Holy Mordir. She was going to die.
Zane sucked in a hitching breath. He had bandages. He could make a tourniquet. Then…
Then what?
As he turned to Kalie, his jaw dropped. Her head lolled to the side. Her hands had lost their grip on the shirt.
“Kalie!”
She didn’t stir.
His throat sealed as he dragged her into the cockpit, strapping her into the co-pilot’s chair. With shaking hands, Zane unrolled the bandages, wrapped them around her thigh, pulled them tight and knotted them. His crumpled shirt was stained red. Flicking open his pocket knife, he cut the excess bandages from the makeshift tourniquet, wrapped them around the shirt, and tied it around her wound.
The chair was covered in crimson fluid.
He needed help, needed to call someone. She was bleeding and there was so much blood…
Alarms wailed as the ship lurched violently. The dashboard beeped, an explosion boomed, and the ship shook again.
Zane dropped into the pilot’s seat as black warplanes streaked by, spraying red lasers at his ship as they shot into the atmosphere. He grabbed the controls and threw the ship out of the way. Shoving the control sticks aside, he gripped the cannons and squeezed the trigger. The ship rocked. He groaned as his ribs slammed into the dashboard.
Blinking spots from his vision, Zane looked down at the atmospheric radar. Fifty thousand feet above the ocean. He inhaled sharply, cut the engines, and threw the ship into a nosedive. His stomach dropped as the ship plummeted; alarms whined and fires raced along the ship’s hull. The temperature meter shot up. A blast clipped their left thruster. They spiraled downwards.

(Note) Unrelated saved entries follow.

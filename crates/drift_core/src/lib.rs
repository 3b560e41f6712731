pub mod aggregation;
pub mod classification;
pub mod domain;
pub mod export;
pub mod insights;
pub mod journal;
pub mod ports;
pub mod store;

pub use aggregation::{DashboardSummary, PositivityBreakdown, TimelinePoint};
pub use classification::Classification;
pub use domain::{AIInsight, BehavioralData, Emotion, EmotionScores, EntryLog, JournalEntry, Theme, User};
pub use insights::{InsightBoard, InsightOutcome, InsightTicket};
pub use journal::{JournalService, Submission, SubmissionError, SubmissionReceipt};
pub use ports::{
    EmotionAnalysis, EmotionClassifierService, InsightGenerationService, InsightNarrative,
    InsightRequest, KeyValueStore, MemoryStore, PortError, PortResult,
};
pub use store::JournalStore;
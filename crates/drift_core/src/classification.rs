//! crates/drift_core/src/classification.rs
//!
//! Wraps the emotion classifier port so that no failure escapes: a transport
//! error or a malformed response becomes a zeroed, explicitly degraded result.

use tracing::{error, warn};

use crate::domain::BehavioralData;
use crate::ports::{EmotionAnalysis, EmotionClassifierService, PortError};

/// The outcome of a classification attempt.
#[derive(Debug, Clone, PartialEq)]
pub enum Classification {
    /// The classifier answered with a complete payload.
    Scored(EmotionAnalysis),
    /// The classifier was unavailable or answered with garbage; all values are zero.
    Degraded {
        analysis: EmotionAnalysis,
        reason: String,
    },
}

impl Classification {
    fn degraded(reason: String) -> Self {
        Classification::Degraded {
            analysis: EmotionAnalysis::zeroed(),
            reason,
        }
    }

    /// The payload to build an entry from, whether real or substituted.
    pub fn analysis(&self) -> &EmotionAnalysis {
        match self {
            Classification::Scored(analysis) => analysis,
            Classification::Degraded { analysis, .. } => analysis,
        }
    }

    pub fn is_degraded(&self) -> bool {
        matches!(self, Classification::Degraded { .. })
    }
}

/// Calls the classifier once, without retry, and degrades on any error.
pub async fn classify<C>(classifier: &C, text: &str, behavior: &BehavioralData) -> Classification
where
    C: EmotionClassifierService + ?Sized,
{
    match classifier.analyze_emotion(text, behavior).await {
        Ok(analysis) => Classification::Scored(analysis),
        Err(PortError::Malformed(reason)) => {
            warn!(%reason, "Failed to parse emotion analysis; substituting zeroed scores");
            Classification::degraded(reason)
        }
        Err(e) => {
            error!(error = %e, "Emotion classifier call failed; substituting zeroed scores");
            Classification::degraded(e.to_string())
        }
    }
}

#[cfg(test)]
mod tests {
    use super::*;
    use crate::domain::EmotionScores;
    use crate::ports::PortResult;
    use async_trait::async_trait;

    struct FixedClassifier(PortResult<EmotionAnalysis>);

    #[async_trait]
    impl EmotionClassifierService for FixedClassifier {
        async fn analyze_emotion(
            &self,
            _text: &str,
            _behavior: &BehavioralData,
        ) -> PortResult<EmotionAnalysis> {
            match &self.0 {
                Ok(a) => Ok(*a),
                Err(PortError::Malformed(m)) => Err(PortError::Malformed(m.clone())),
                Err(e) => Err(PortError::Unexpected(e.to_string())),
            }
        }
    }

    #[tokio::test]
    async fn successful_call_is_scored() {
        let analysis = EmotionAnalysis {
            scores: EmotionScores {
                joy: 0.9,
                ..EmotionScores::zeroed()
            },
            intensity: 0.7,
            confidence: 88.0,
            behavior_confidence: 91.0,
        };
        let result = classify(&FixedClassifier(Ok(analysis)), "good day", &BehavioralData::default()).await;
        assert!(!result.is_degraded());
        assert_eq!(result.analysis(), &analysis);
    }

    #[tokio::test]
    async fn malformed_response_degrades_to_zero() {
        let classifier = FixedClassifier(Err(PortError::Malformed("missing field `joy`".into())));
        let result = classify(&classifier, "text", &BehavioralData::default()).await;
        assert!(result.is_degraded());
        assert_eq!(result.analysis(), &EmotionAnalysis::zeroed());
    }

    #[tokio::test]
    async fn transport_failure_degrades_to_zero() {
        let classifier = FixedClassifier(Err(PortError::Unexpected("timeout".into())));
        match classify(&classifier, "text", &BehavioralData::default()).await {
            Classification::Degraded { reason, analysis } => {
                assert!(reason.contains("timeout"));
                assert_eq!(analysis, EmotionAnalysis::zeroed());
            }
            other => panic!("expected degraded, got {other:?}"),
        }
    }
}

Ten thousand feet. Five thousand feet.
Flames reflected on the waves, casting them in shades of red. Lightning split the sky.
Eight hundred feet. Five hundred.
Black warplanes streaked after him, unloading a barrage of lasers.
One hundred feet.Now.
Zane grabbed the controls and wrenched them upwards. The hull of the ship skimmed the roiling waves as he strained against the lever. Ships crashed into the ocean, and water sprayed the viewport as a flash of lightning struck a warplane down. Then his ship lurchedup, and they rose into the air, leaving the wrecked enemy planes behind.
The radar whined. Another cluster of warplanes, incoming.
Dammit, he couldn’t do this alone.
He fumbled in his pocket for his holocomm, but it was a splintered mess of wires and scrap. He gritted his teeth, then his hand closed around a small sphere, and he let out a puff of air. Thank Mordir. Pressing his thumb into the crevice shaped for it, he set it on the dashboard.
“Zane?”
A holoprojection of Mira’s head appeared in front of him. Her eyes widened, and the background shifted as she leapt to her feet.
“What’s going on?”
They’d been attacked, he was trying to escape Etov, and they were going to die. It sounded logical in his head, but what came out was, “I can’t—I think she’s dying and it’s my fault?—”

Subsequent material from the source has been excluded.